◆ **THE TASK**
For the string "OutputFormat", state how many lines of the data hold it. Give nothing besides the number.
Start of DATASET RECORDS
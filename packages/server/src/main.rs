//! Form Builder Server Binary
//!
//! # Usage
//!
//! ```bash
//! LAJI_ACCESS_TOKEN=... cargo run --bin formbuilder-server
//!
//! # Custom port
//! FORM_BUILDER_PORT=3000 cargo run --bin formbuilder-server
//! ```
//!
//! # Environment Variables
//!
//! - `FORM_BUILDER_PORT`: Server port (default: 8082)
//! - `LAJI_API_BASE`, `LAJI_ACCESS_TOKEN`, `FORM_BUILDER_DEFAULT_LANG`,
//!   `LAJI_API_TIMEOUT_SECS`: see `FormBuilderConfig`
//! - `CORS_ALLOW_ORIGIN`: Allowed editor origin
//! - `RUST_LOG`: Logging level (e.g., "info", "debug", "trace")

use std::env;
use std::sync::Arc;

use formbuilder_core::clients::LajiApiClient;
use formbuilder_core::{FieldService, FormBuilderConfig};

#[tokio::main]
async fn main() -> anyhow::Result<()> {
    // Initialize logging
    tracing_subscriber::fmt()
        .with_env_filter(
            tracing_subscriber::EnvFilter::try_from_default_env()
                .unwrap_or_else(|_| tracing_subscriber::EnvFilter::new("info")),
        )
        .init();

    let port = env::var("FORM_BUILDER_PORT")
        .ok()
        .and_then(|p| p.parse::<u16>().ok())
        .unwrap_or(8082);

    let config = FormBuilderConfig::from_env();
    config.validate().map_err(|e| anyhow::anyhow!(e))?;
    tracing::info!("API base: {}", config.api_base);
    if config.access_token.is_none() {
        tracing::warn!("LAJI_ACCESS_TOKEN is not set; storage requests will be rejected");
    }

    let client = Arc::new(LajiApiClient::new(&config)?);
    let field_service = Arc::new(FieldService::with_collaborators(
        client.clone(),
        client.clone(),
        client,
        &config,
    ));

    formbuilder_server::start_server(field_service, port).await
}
End of DATASET RECORDS
Start of DATASET RECORDS
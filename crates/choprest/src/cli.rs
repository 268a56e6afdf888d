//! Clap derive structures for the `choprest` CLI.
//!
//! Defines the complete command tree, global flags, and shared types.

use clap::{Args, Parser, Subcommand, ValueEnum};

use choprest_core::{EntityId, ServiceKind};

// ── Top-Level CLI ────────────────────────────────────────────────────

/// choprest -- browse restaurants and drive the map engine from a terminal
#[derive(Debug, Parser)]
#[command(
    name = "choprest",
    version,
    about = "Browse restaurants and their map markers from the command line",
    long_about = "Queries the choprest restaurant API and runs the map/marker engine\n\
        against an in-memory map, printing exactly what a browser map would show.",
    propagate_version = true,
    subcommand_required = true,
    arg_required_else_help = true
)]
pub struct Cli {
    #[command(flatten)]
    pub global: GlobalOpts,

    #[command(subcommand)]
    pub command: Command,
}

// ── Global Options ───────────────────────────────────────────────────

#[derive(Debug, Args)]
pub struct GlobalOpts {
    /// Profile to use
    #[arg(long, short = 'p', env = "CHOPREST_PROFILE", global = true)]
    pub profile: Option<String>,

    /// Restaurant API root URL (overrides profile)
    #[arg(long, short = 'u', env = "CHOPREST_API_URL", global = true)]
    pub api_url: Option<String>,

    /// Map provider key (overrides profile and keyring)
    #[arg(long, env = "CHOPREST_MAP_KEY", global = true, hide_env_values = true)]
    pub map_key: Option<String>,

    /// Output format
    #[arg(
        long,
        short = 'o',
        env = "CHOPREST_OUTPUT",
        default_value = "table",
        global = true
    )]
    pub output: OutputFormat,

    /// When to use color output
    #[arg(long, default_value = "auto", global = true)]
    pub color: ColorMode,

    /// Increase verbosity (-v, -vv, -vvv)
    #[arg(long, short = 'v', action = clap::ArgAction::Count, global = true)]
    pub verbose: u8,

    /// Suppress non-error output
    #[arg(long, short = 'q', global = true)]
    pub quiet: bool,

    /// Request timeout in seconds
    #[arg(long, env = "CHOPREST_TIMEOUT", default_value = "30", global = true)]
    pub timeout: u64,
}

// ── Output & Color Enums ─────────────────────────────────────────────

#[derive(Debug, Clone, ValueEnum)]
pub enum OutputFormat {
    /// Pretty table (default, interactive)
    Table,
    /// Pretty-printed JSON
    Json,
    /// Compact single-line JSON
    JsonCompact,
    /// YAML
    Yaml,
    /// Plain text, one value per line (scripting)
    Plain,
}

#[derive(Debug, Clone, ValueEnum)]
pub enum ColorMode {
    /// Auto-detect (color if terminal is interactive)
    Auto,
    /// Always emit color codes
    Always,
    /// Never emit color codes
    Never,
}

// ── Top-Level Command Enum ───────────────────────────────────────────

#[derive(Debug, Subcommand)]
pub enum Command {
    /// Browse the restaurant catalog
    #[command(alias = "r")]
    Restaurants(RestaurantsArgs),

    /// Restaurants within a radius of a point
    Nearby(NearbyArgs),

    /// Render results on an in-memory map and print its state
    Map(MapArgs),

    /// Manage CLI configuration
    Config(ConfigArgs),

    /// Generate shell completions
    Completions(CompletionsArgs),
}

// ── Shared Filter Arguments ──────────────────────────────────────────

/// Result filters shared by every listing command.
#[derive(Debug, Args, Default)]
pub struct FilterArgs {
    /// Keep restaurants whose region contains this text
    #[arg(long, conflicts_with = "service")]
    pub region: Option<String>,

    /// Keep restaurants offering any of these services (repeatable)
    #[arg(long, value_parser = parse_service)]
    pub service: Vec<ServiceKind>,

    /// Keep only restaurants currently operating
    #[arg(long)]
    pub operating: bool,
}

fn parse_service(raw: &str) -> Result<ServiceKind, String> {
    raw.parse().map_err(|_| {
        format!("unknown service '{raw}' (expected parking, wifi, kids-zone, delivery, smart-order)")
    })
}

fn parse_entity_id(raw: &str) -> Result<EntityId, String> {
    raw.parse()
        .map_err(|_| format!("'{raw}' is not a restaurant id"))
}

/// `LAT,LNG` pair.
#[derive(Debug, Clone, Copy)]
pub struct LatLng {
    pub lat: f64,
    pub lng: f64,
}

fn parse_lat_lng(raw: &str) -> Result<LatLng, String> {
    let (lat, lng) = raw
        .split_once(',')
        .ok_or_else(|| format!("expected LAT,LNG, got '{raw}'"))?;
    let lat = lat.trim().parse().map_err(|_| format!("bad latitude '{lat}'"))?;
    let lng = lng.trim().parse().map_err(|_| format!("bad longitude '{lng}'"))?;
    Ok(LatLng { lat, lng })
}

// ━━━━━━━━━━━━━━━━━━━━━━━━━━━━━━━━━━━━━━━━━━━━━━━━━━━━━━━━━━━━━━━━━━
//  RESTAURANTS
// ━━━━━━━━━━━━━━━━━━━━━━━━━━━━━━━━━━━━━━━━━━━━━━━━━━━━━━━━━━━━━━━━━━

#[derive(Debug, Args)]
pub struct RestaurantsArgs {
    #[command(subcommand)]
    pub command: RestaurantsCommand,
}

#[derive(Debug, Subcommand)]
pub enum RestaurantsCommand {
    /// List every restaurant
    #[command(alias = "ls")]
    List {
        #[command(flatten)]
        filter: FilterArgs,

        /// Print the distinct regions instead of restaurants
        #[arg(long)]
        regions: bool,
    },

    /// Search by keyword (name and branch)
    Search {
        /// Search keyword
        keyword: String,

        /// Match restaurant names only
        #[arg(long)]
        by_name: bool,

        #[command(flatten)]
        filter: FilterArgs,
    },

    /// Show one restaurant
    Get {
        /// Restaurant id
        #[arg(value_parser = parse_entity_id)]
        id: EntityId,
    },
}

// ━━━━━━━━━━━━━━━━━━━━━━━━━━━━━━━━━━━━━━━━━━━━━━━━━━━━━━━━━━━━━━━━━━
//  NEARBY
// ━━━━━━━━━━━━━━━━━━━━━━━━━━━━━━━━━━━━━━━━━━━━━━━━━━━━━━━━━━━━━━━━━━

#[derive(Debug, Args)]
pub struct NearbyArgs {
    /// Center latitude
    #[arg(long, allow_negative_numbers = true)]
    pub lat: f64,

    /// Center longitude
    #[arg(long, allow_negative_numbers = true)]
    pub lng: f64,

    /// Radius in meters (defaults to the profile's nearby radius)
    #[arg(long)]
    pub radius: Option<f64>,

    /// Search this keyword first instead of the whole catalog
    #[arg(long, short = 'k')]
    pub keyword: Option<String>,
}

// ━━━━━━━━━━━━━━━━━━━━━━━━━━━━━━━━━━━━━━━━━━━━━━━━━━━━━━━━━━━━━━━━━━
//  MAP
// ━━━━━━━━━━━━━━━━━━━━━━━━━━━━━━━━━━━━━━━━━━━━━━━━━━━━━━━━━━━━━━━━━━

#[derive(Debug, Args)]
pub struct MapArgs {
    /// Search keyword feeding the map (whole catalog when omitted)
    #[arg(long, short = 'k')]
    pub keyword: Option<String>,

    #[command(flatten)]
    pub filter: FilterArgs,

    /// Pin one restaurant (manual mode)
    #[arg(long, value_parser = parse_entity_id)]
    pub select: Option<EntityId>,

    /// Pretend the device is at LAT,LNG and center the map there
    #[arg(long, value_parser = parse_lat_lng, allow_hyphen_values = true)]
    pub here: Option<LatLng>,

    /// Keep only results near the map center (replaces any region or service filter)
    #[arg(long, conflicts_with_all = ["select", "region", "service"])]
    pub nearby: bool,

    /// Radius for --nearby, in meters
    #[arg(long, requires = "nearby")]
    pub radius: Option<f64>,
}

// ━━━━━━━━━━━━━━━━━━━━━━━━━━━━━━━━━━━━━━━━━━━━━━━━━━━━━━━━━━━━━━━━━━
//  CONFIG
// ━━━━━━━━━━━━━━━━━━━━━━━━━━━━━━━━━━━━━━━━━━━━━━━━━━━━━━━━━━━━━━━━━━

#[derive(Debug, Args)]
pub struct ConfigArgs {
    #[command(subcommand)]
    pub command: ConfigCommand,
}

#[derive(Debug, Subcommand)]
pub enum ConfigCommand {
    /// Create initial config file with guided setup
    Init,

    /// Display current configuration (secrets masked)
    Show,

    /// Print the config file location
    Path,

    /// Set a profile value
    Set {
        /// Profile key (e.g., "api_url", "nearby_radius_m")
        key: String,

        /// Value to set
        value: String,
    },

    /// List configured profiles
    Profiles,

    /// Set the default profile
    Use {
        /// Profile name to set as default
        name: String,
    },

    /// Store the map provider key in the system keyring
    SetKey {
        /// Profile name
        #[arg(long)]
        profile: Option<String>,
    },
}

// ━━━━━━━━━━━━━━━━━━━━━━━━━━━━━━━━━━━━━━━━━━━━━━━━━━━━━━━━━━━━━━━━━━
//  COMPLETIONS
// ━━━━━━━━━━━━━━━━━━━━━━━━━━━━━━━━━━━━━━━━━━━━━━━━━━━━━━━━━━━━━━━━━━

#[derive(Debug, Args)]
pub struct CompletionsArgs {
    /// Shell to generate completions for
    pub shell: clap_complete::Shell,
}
End of DATASET RECORDS
◆ **YOUR RESPONSE**
2